• What is needed:
Which lines below hold the word "first"? Report each one.

(Collected data entries)
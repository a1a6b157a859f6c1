//! Markup for the popup and the sidebar of a clicked feature.

pub mod clean;

use apelos_core::json::JsonObject;
use apelos_geometry::GeoProperties;

const NAME_FALLBACK: &str = "Sem informação";
const DESCRIPTION_FALLBACK: &str = "Descrição não disponível";

/// What the viewer shows about a feature: its `Name`, `Description` and `Link`.
#[derive(Debug, Clone, PartialEq, Eq)]
pub struct FeatureContent {
	pub name: String,
	pub description: String,
	pub link: Option<String>,
}

impl FeatureContent {
	/// Missing, null or empty values fall back to the Portuguese placeholders;
	/// an empty link means no link.
	pub fn from_properties(properties: &GeoProperties) -> Self {
		FeatureContent {
			name: properties
				.get_text("Name")
				.unwrap_or_else(|| NAME_FALLBACK.to_owned()),
			description: properties
				.get_text("Description")
				.unwrap_or_else(|| DESCRIPTION_FALLBACK.to_owned()),
			link: properties.get_text("Link"),
		}
	}

	pub fn popup_html(&self) -> String {
		let mut html = String::from("<div class=\"popup-content\">\n");
		html.push_str(&format!("  <h3>{}</h3>\n", escape_html(&self.name)));
		html.push_str(&format!("  <p>{}</p>\n", escape_html(&self.description)));
		if let Some(link) = &self.link {
			html.push_str(&format!("  {}\n", link_html(link, "popup-link", "Ver documento →")));
		}
		html.push_str("</div>\n");
		html
	}

	pub fn sidebar_html(&self) -> String {
		let mut html = format!("<h3>{}</h3>\n", escape_html(&self.name));
		html.push_str(&format!(
			"<div class=\"info-description\">{}</div>\n",
			escape_html(&self.description)
		));
		if let Some(link) = &self.link {
			html.push_str(&link_html(link, "info-link", "Acessar documento original →"));
			html.push('\n');
		}
		html
	}
}

/// Options of the MapLibre popup that shows [`FeatureContent::popup_html`].
#[derive(Debug, Clone, PartialEq, Eq)]
pub struct PopupOptions {
	pub close_button: bool,
	/// Clicking the map elsewhere keeps the popup open when false.
	pub close_on_click: bool,
	/// CSS width.
	pub max_width: String,
}

impl Default for PopupOptions {
	fn default() -> Self {
		PopupOptions {
			close_button: true,
			close_on_click: false,
			max_width: String::from("400px"),
		}
	}
}

impl PopupOptions {
	/// The argument of `new maplibregl.Popup(options)`.
	pub fn to_json(&self) -> JsonObject {
		let mut json = JsonObject::new();
		json.set("closeButton", self.close_button);
		json.set("closeOnClick", self.close_on_click);
		json.set("maxWidth", &self.max_width);
		json
	}
}

fn link_html(href: &str, class: &str, label: &str) -> String {
	format!(
		"<a href=\"{}\" target=\"_blank\" rel=\"noopener noreferrer\" class=\"{class}\">{label}</a>",
		escape_html(href)
	)
}

/// Escapes text for use in HTML content and quoted attributes.
pub fn escape_html(text: &str) -> String {
	let mut escaped = String::with_capacity(text.len());
	for c in text.chars() {
		match c {
			'&' => escaped.push_str("&amp;"),
			'<' => escaped.push_str("&lt;"),
			'>' => escaped.push_str("&gt;"),
			'"' => escaped.push_str("&quot;"),
			'\'' => escaped.push_str("&#39;"),
			_ => escaped.push(c),
		}
	}
	escaped
}

#[cfg(test)]
mod tests {
	use super::*;
	use apelos_geometry::GeoValue;
	use pretty_assertions::assert_eq;

	fn content(properties: Vec<(&str, GeoValue)>) -> FeatureContent {
		FeatureContent::from_properties(&GeoProperties::from(properties))
	}

	#[test]
	fn full_content() {
		let content = content(vec![
			("Name", GeoValue::from("Apelo 12")),
			("Description", GeoValue::from("Pedido de iluminação")),
			("Link", GeoValue::from("https://example.org/doc.pdf")),
		]);
		assert_eq!(
			content.popup_html(),
			"<div class=\"popup-content\">\n  <h3>Apelo 12</h3>\n  <p>Pedido de iluminação</p>\n  <a href=\"https://example.org/doc.pdf\" target=\"_blank\" rel=\"noopener noreferrer\" class=\"popup-link\">Ver documento →</a>\n</div>\n"
		);
		assert_eq!(
			content.sidebar_html(),
			"<h3>Apelo 12</h3>\n<div class=\"info-description\">Pedido de iluminação</div>\n<a href=\"https://example.org/doc.pdf\" target=\"_blank\" rel=\"noopener noreferrer\" class=\"info-link\">Acessar documento original →</a>\n"
		);
	}

	#[test]
	fn fallbacks() {
		let content = content(vec![
			("Name", GeoValue::from("")),
			("Description", GeoValue::Null),
			("Link", GeoValue::from("")),
		]);
		assert_eq!(
			content,
			FeatureContent {
				name: String::from("Sem informação"),
				description: String::from("Descrição não disponível"),
				link: None,
			}
		);
		assert_eq!(
			content.popup_html(),
			"<div class=\"popup-content\">\n  <h3>Sem informação</h3>\n  <p>Descrição não disponível</p>\n</div>\n"
		);
		assert!(!content.sidebar_html().contains("<a "));
	}

	#[test]
	fn missing_properties() {
		assert_eq!(content(vec![]).name, "Sem informação");
	}

	#[test]
	fn numbers_are_shown_as_text() {
		assert_eq!(content(vec![("Name", GeoValue::UInt(42))]).name, "42");
	}

	#[test]
	fn values_are_escaped() {
		let content = content(vec![
			("Name", GeoValue::from("<b>Rua & Praça</b>")),
			("Link", GeoValue::from("https://x.org/?a=1&b=\"2\"")),
		]);
		let html = content.popup_html();
		assert!(html.contains("<h3>&lt;b&gt;Rua &amp; Praça&lt;/b&gt;</h3>"));
		assert!(html.contains("href=\"https://x.org/?a=1&amp;b=&quot;2&quot;\""));
	}

	#[test]
	fn escape() {
		assert_eq!(escape_html("it's <fine> & \"ok\""), "it&#39;s &lt;fine&gt; &amp; &quot;ok&quot;");
		assert_eq!(escape_html("São Cristóvão"), "São Cristóvão");
	}

	#[test]
	fn popup_options() {
		assert_eq!(
			PopupOptions::default().to_json().stringify(),
			r#"{"closeButton":true,"closeOnClick":false,"maxWidth":"400px"}"#
		);
	}
}
#[cfg(test)]
mod tests {
    use std::fs::OpenOptions;
    use std::io::Write;

    use tempfile::tempdir;

    use super::file::FileLog;
    use super::*;

    fn update(name: &str, byte: u8) -> Update { Update::new(name, vec![byte; 40]).unwrap() }

    #[test]
    fn setup_is_recovered() {
        let dir = tempdir().unwrap();
        let path = dir.path().join("test.wal");
        let (log, recovered) = FileLog::open(&path).unwrap();
        assert!(recovered.is_empty());

        let mut txn = log
            .new_transaction(vec![update("a", 1), update("b", 2)])
            .unwrap();
        txn.signal_setup_complete().unwrap();
        assert_eq!(log.pending_count(), 1);
        drop(log);

        let (_, recovered) = FileLog::open(&path).unwrap();
        assert_eq!(recovered.len(), 1);
        assert_eq!(recovered[0].id(), txn.id());
        assert_eq!(recovered[0].updates(), &[update("a", 1), update("b", 2)]);
    }

    #[test]
    fn applied_is_not_recovered() {
        let dir = tempdir().unwrap();
        let path = dir.path().join("test.wal");
        let (log, _) = FileLog::open(&path).unwrap();

        let mut first = log.new_transaction(vec![update("a", 1)]).unwrap();
        let mut second = log.new_transaction(vec![update("b", 2)]).unwrap();
        first.signal_setup_complete().unwrap();
        second.signal_setup_complete().unwrap();
        first.signal_updates_applied().unwrap();
        assert_eq!(log.pending_txns(), vec![second.id()]);

        let (_, recovered) = FileLog::open(&path).unwrap();
        assert_eq!(recovered.len(), 1);
        assert_eq!(recovered[0].id(), second.id());
    }

    #[test]
    fn unsetup_transaction_is_not_persisted() {
        let dir = tempdir().unwrap();
        let path = dir.path().join("test.wal");
        let (log, _) = FileLog::open(&path).unwrap();
        let _txn = log.new_transaction(vec![update("a", 1)]).unwrap();
        let (_, recovered) = FileLog::open(&path).unwrap();
        assert!(recovered.is_empty());
    }

    #[test]
    fn signal_order_is_enforced() {
        let dir = tempdir().unwrap();
        let (log, _) = FileLog::open(dir.path().join("test.wal")).unwrap();
        assert!(matches!(log.new_transaction(vec![]), Err(LogError::EmptyTransaction)));

        let mut txn = log.new_transaction(vec![update("a", 1)]).unwrap();
        let id = txn.id();
        assert!(matches!(txn.signal_updates_applied(), Err(LogError::SetupIncomplete(n)) if n == id));
        txn.signal_setup_complete().unwrap();
        assert!(matches!(txn.signal_setup_complete(), Err(LogError::AlreadySetup(n)) if n == id));
        txn.signal_updates_applied().unwrap();
        assert!(matches!(txn.signal_updates_applied(), Err(LogError::AlreadyApplied(n)) if n == id));
    }

    #[test]
    fn ids_survive_restart_and_compaction() {
        let dir = tempdir().unwrap();
        let path = dir.path().join("test.wal");
        let (log, _) = FileLog::open(&path).unwrap();
        let mut txn = log.new_transaction(vec![update("a", 1)]).unwrap();
        txn.signal_setup_complete().unwrap();
        txn.signal_updates_applied().unwrap();
        let last = txn.id();
        drop(log);

        // The first reopen compacts away the applied transaction, the second one reads the
        // compacted file.
        for _ in 0..2 {
            let (log, recovered) = FileLog::open(&path).unwrap();
            assert!(recovered.is_empty());
            let txn = log.new_transaction(vec![update("b", 2)]).unwrap();
            assert!(txn.id() > last);
        }
    }

    #[test]
    fn torn_tail_is_dropped() {
        let dir = tempdir().unwrap();
        let path = dir.path().join("test.wal");
        let (log, _) = FileLog::open(&path).unwrap();
        let mut txn = log.new_transaction(vec![update("a", 1)]).unwrap();
        txn.signal_setup_complete().unwrap();
        drop(log);

        let mut file = OpenOptions::new().append(true).open(&path).unwrap();
        file.write_all(&[0x30, 0, 0, 0, 0xDE, 0xAD]).unwrap();
        drop(file);

        let (log, recovered) = FileLog::open(&path).unwrap();
        assert_eq!(recovered.len(), 1);
        assert_eq!(recovered[0].id(), txn.id());

        // The tail is gone after compaction, so further appends stay readable.
        let mut next = log.new_transaction(vec![update("b", 2)]).unwrap();
        next.signal_setup_complete().unwrap();
        let (_, recovered) = FileLog::open(&path).unwrap();
        assert_eq!(recovered.len(), 2);
    }

    #[test]
    fn corrupted_checksum_ends_scan() {
        let dir = tempdir().unwrap();
        let path = dir.path().join("test.wal");
        let (log, _) = FileLog::open(&path).unwrap();
        let mut txn = log.new_transaction(vec![update("a", 1)]).unwrap();
        txn.signal_setup_complete().unwrap();
        drop(log);

        let mut data = std::fs::read(&path).unwrap();
        let last = data.len() - 1;
        data[last] ^= 0xFF;
        std::fs::write(&path, data).unwrap();

        let (_, recovered) = FileLog::open(&path).unwrap();
        assert!(recovered.is_empty());
    }

    #[test]
    fn foreign_file_rejected() {
        let dir = tempdir().unwrap();
        let path = dir.path().join("test.wal");
        std::fs::write(&path, b"definitely not an update log").unwrap();
        assert!(FileLog::open(&path).is_err());
    }
}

• Your solution:
        let mut first = log.new_transaction(vec![update("a", 1)]).unwrap();
        first.signal_setup_complete().unwrap();
        first.signal_updates_applied().unwrap();
        // The first reopen compacts away the applied transaction, the second one reads the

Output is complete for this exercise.